Он одарил собеседницу ледяным взглядом.
– Но люди – не кошки! – едва ли не прорычал он, – Они куда более тонко организованы. Мы можем воспитывать собственные чувства, обуздывать собственные эмоции, повиноваться обстоятельствам. Иначе придется согласиться, что мы – все лишь кошки. Тогда давайте заводить бухгалтерские книги любви. Муж и жена, родители и дитя, друзья, соседи, соотечественники, люди – все, кто дотошно подсчитывает, чего и сколько потратил на любовь и чего и сколько на это получил – обречены! Они – животные! Звери! По-моему, это ниже нашего достоинства. Взвешивать, чья скорбь весомее, чья радость обильнее? Проклятье! Слышите? Будь проклят тот, кто это делает. Не смейте этого делать – это я говорю и себе, и каждому из вас!
Эй-Би-Си вечером показало эпизод из передачи провинциального телевидения в своем выпуске новостей. Результаты были неожиданными. Во-первых, Конгресс и Президент распорядились, чтобы Бюро упразднило тестирование. Во-вторых, на Кристиана обрушился целый поток писем о горячо любимых кошках, которые, оказывается, умеют любить куда сильнее, чем люди, и вообще человечней любого из людей – не исключая самого Кристиана.
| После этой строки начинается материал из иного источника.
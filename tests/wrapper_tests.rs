use std::sync::{Arc, Mutex};

use async_trait::async_trait;
use dbshift::models::migration::parse_timestamp;
use dbshift::{
    Adapter, AdapterWrapper, Column, ColumnType, Command, ConnectionConfig, DbError, DbSession,
    Dialect, Direction, DryRunInterceptor, Index, Migration, Operation, Passthrough, Row,
    SchemaAdapter, Table, TimingInterceptor,
};
use mockall::{mock, predicate};
use serde_json::json;

mock! {
    pub Session {}

    #[async_trait]
    impl DbSession for Session {
        async fn execute(&self, query: &str) -> Result<u64, DbError>;
        async fn query(&self, query: &str) -> Result<Vec<Row>, DbError>;
        async fn close(self: Box<Self>) -> Result<(), DbError>;
    }
}

type Statements = Arc<Mutex<Vec<String>>>;

fn init_logger() {
    let _ = env_logger::builder().is_test(true).try_init();
}

async fn recording_adapter(statements: &Statements) -> Adapter {
    init_logger();
    let mut session = MockSession::new();
    session
        .expect_query()
        .with(predicate::eq("SHOW TABLES IN `app`"))
        .returning(|_| Ok(vec![Row::from_pairs([("Tables_in_app", json!("schema_versions"))])]));
    let log = Arc::clone(statements);
    session.expect_execute().returning(move |sql| {
        log.lock().unwrap().push(sql.to_string());
        Ok(1)
    });

    let mut adapter = Adapter::new(ConnectionConfig::new(Dialect::MySql, "app"));
    adapter.attach(Box::new(session)).await.unwrap();
    adapter
}

struct AddTags;

impl Migration for AddTags {
    fn version(&self) -> i64 {
        20240405080000
    }

    fn name(&self) -> &str {
        "AddTags"
    }
}

async fn apply(adapter: &dyn SchemaAdapter) -> Result<(), DbError> {
    let stamp = parse_timestamp("2024-04-05 08:00:00").unwrap_or_default();
    adapter
        .create_table(
            Table::new("tags")
                .column(Column::new("label", ColumnType::String).limit(40))
                .index(Index::new(["label"]).unique(true)),
        )
        .await?;
    adapter
        .add_column("tags", &Column::new("color", ColumnType::Char).limit(7).null(true))
        .await?;
    adapter.rename_table("tags", "labels").await?;
    adapter
        .migrated(&AddTags, Direction::Up, stamp, stamp)
        .await?;
    adapter.toggle_breakpoint(20240405080000).await?;
    Ok(())
}

#[tokio::test]
async fn test_passthrough_chain_issues_the_same_statements() {
    let bare_statements = Statements::default();
    let bare = recording_adapter(&bare_statements).await;
    apply(&bare).await.unwrap();

    let chained_statements = Statements::default();
    let mut chained: Box<dyn SchemaAdapter> =
        Box::new(recording_adapter(&chained_statements).await);
    for _ in 0..3 {
        chained = Box::new(AdapterWrapper::new(chained, Passthrough));
    }
    apply(chained.as_ref()).await.unwrap();

    let bare_statements = bare_statements.lock().unwrap().clone();
    assert_eq!(bare_statements.len(), 5);
    assert_eq!(*chained_statements.lock().unwrap(), bare_statements);
    assert_eq!(chained.dialect(), Dialect::MySql);
    assert!(chained.is_connected());
}

#[tokio::test]
async fn test_dry_run_executes_nothing() {
    let statements = Statements::default();
    let adapter = recording_adapter(&statements).await;
    let wrapper = AdapterWrapper::new(Box::new(adapter), DryRunInterceptor::new());

    apply(&wrapper).await.unwrap();
    assert_eq!(wrapper.reset_all_breakpoints().await.unwrap(), 0);

    assert!(statements.lock().unwrap().is_empty());
    let operations: Vec<Operation> = wrapper
        .interceptor()
        .skipped()
        .iter()
        .map(|command| command.operation)
        .collect();
    assert_eq!(
        operations,
        vec![
            Operation::CreateTable,
            Operation::AddColumn,
            Operation::RenameTable,
            Operation::Migrated,
            Operation::ToggleBreakpoint,
            Operation::ResetAllBreakpoints,
        ]
    );
    assert_eq!(
        wrapper.interceptor().skipped()[3],
        Command::migrated(20240405080000, "up")
    );
}

#[tokio::test]
async fn test_dry_run_skips_raw_statements() {
    let statements = Statements::default();
    let wrapper = AdapterWrapper::new(
        Box::new(recording_adapter(&statements).await),
        DryRunInterceptor::new(),
    );

    assert_eq!(wrapper.execute("DROP TABLE `users`").await.unwrap(), 0);
    wrapper.create_schema_table().await.unwrap();

    assert!(statements.lock().unwrap().is_empty());
    assert_eq!(
        wrapper.interceptor().skipped(),
        vec![
            Command::execute("DROP TABLE `users`"),
            Command::create_schema_table("schema_versions"),
        ]
    );
}

#[tokio::test]
async fn test_dry_run_still_reads() {
    let statements = Statements::default();
    let wrapper = AdapterWrapper::new(
        Box::new(recording_adapter(&statements).await),
        DryRunInterceptor::new(),
    );

    assert!(wrapper.has_table("schema_versions").await.unwrap());
    assert!(!wrapper.has_table("tags").await.unwrap());
    wrapper.begin_transaction().await.unwrap();
    assert_eq!(*statements.lock().unwrap(), vec!["START TRANSACTION"]);
}

#[tokio::test]
async fn test_timing_records_forwarded_commands() {
    let statements = Statements::default();
    let timed = AdapterWrapper::new(
        Box::new(recording_adapter(&statements).await),
        TimingInterceptor::new(),
    );

    apply(&timed).await.unwrap();

    let timings = timed.interceptor().timings();
    let rendered: Vec<String> = timings.iter().map(|(command, _)| command.to_string()).collect();
    assert_eq!(
        rendered,
        vec![
            "create_table(tags)",
            "add_column(tags, color)",
            "rename_table(tags, labels)",
            "migrated(20240405080000, up)",
            "toggle_breakpoint(20240405080000)",
        ]
    );
    assert_eq!(statements.lock().unwrap().len(), 5);
}

#[tokio::test]
async fn test_timing_records_failed_commands() {
    init_logger();
    let mut session = MockSession::new();
    session
        .expect_query()
        .returning(|_| Ok(vec![Row::from_pairs([("Tables_in_app", json!("schema_versions"))])]));
    session
        .expect_execute()
        .returning(|_| Err(DbError::Sqlx(sqlx::Error::Protocol("lock wait timeout".to_string()))));
    let mut adapter = Adapter::new(ConnectionConfig::new(Dialect::MySql, "app"));
    adapter.attach(Box::new(session)).await.unwrap();

    let timed = AdapterWrapper::new(Box::new(adapter), TimingInterceptor::new());
    assert!(timed.drop_table("tags").await.is_err());
    assert_eq!(timed.interceptor().timings()[0].0, Command::drop_table("tags"));
}

#[cfg(feature = "sqlite")]
#[tokio::test]
async fn test_wrapped_sqlite_adapter_end_to_end() {
    init_logger();
    let mut adapter = Adapter::new(ConnectionConfig::sqlite_memory());
    adapter.connect().await.unwrap();

    let mut timed = AdapterWrapper::new(Box::new(adapter), TimingInterceptor::new());
    apply(&timed).await.unwrap();
    assert!(timed.has_table("labels").await.unwrap());
    assert!(timed.has_index("labels", &["label"]).await.unwrap());
    assert_eq!(timed.get_versions().await.unwrap(), vec![20240405080000]);
    assert!(timed.get_version_log().await.unwrap()[0].breakpoint);

    let dry = AdapterWrapper::new(timed.into_inner(), DryRunInterceptor::new());
    dry.drop_table("labels").await.unwrap();
    assert_eq!(dry.execute("DROP TABLE \"labels\"").await.unwrap(), 0);
    assert!(dry.has_table("labels").await.unwrap());
    assert_eq!(dry.interceptor().skipped()[1].operation, Operation::Execute);

    timed = AdapterWrapper::new(dry.into_inner(), TimingInterceptor::new());
    timed.disconnect().await.unwrap();
    assert!(!timed.is_connected());
}
use async_trait::async_trait;
use log::info;
use rust_decimal::Decimal;
use serde_json::Value;
use sqlx::{
    mysql::{MySqlConnectOptions, MySqlConnection, MySqlRow},
    ConnectOptions, Connection, Executor, Row as _,
};
use tokio::sync::Mutex;

use crate::{errors::DbError, models::connections::ConnectionConfig};

use super::{decode_row_with, DbSession, Row};

/// A single MySQL connection. Statements go over the text protocol so DDL
/// and `SHOW` commands work unprepared.
pub struct MySqlSession {
    conn: Mutex<MySqlConnection>,
}

impl MySqlSession {
    pub async fn connect(config: &ConnectionConfig) -> Result<Self, DbError> {
        let url = config.connect_url()?;
        let options = MySqlConnectOptions::from_url(&url)
            .map_err(|e| DbError::ConnectionFailed(e.to_string()))?;
        let conn = MySqlConnection::connect_with(&options)
            .await
            .map_err(|e| DbError::ConnectionFailed(e.to_string()))?;

        info!(
            "connected to mysql database {} on {}:{}",
            config.name,
            config.host,
            config.port_or_default()
        );
        Ok(Self {
            conn: Mutex::new(conn),
        })
    }
}

#[async_trait]
impl DbSession for MySqlSession {
    async fn execute(&self, query: &str) -> Result<u64, DbError> {
        let mut conn = self.conn.lock().await;
        let result = (&mut *conn).execute(query).await?;
        Ok(result.rows_affected())
    }

    async fn query(&self, query: &str) -> Result<Vec<Row>, DbError> {
        let mut conn = self.conn.lock().await;
        let rows = (&mut *conn).fetch_all(query).await?;
        Ok(rows.iter().map(|row| decode_row_with(row, mysql_cell)).collect())
    }

    async fn close(self: Box<Self>) -> Result<(), DbError> {
        self.conn.into_inner().close().await?;
        info!("mysql session closed");
        Ok(())
    }
}

/// Unsigned integers and `DECIMAL` have no portable decoder.
fn mysql_cell(row: &MySqlRow, index: usize) -> Option<Value> {
    if let Ok(value) = row.try_get::<u64, _>(index) {
        return Some(Value::from(value));
    }
    row.try_get::<Decimal, _>(index)
        .ok()
        .map(|value| Value::String(value.to_string()))
}
use thiserror::Error;

/// Custom error type for adapter operations.
#[derive(Error, Debug)]
pub enum DbError {
    /// Statement execution failure reported by the driver (malformed SQL,
    /// constraint violation, ...). Propagated as-is.
    #[error("Database error: {0}")]
    Sqlx(#[from] sqlx::Error),
    /// The driver for the requested dialect was not compiled in.
    #[error("Driver unavailable: the {0} driver is not enabled in this build")]
    DriverUnavailable(String),
    /// Connection error (e.g., bad credentials, unreachable host).
    #[error("There was a problem connecting to the database: {0}")]
    ConnectionFailed(String),
    /// Abstract type without a native mapping, or a native type that cannot be parsed.
    #[error("The type: \"{0}\" is not supported")]
    UnsupportedType(String),
    #[error("The specified column doesn't exist: {column} (table {table})")]
    ColumnNotFound { table: String, column: String },
    #[error("Not connected to the database")]
    NotConnected,
    /// The dialect has no way of expressing the requested schema change.
    #[error("{operation} is not supported by the {dialect} adapter")]
    UnsupportedOperation {
        dialect: &'static str,
        operation: String,
    },
    /// A schema description that violates its own invariants.
    #[error("Invalid definition: {0}")]
    InvalidDefinition(String),
    /// Configuration error (e.g., invalid database URL or missing parameters).
    #[error("Configuration error: {0}")]
    Config(String),
}

impl DbError {
    pub fn unsupported(dialect: &'static str, operation: impl Into<String>) -> Self {
        DbError::UnsupportedOperation {
            dialect,
            operation: operation.into(),
        }
    }

    pub fn column_not_found(table: impl Into<String>, column: impl Into<String>) -> Self {
        DbError::ColumnNotFound {
            table: table.into(),
            column: column.into(),
        }
    }
}

pub type Result<T> = std::result::Result<T, DbError>;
– Вот уж не знала, что у тебя есть кошки, Джошуа, – сказала Карриол в вертолете, переносившем их из Сент-Луиса в Канзас-Сити.
– Я тоже, – ухмыльнулся он. Помолчав, Карриол заметила:
– Ну, теперь ясно, почему так удивилась Мама… Впрочем, должна доложить, она тут же нашла выход из положения… Мама – ну и актриса же вы! Джошуа, видели бы вы, как она причитала: мол, бедные наши детки, Ганнибал и Дидо, рыженькая и полосатенький… Да еще и рыдала при этом!
– А что? Не хотелось бы, чтобы они оказались сиамскими – не люблю сиамцев, – задорно откликнулась Мама. – Если Джош когда-нибудь и впрямь заведет кошек – пусть будут рыженькая и полосатенький.
– Теперь отбою не будет от расспросов о Дидо и Ганнибале. И что вы будете делать?
– Все вопросы по кошачьей части – только к Маме, – сказал Джошуа. – Я назначаю ее экспертом по Дидо и Ганнибалу.
– Кошки, ведущие бухгалтерские книги! Надо же придумать такое! Как вам это в голову пришло? – продолжала сокрушаться Джужит.
– Вдохновение нашло, – только и сказал Кристиан.
После Мобила и Сент-Луиса Карриол узнала Кристиана № 3. Это она их так нумеровала – обличья, в которых представал перед нею Джошуа № 1 был тот, каким она видела его в Хартфорде и в Холломане. Кристиан № 2 – счастливый, деятельный, жадный до общения Джошуа первых дней после появления «Божьего проклятия». Новый Кристиан оказался слегка сбитым с толку, приуставшим, хотя все еще несшим в себе лучшие черты Кристиана № 2; он стал целеустремленней и настойчивей, как полагается Мессии. Каким же будет очередной Кристиан?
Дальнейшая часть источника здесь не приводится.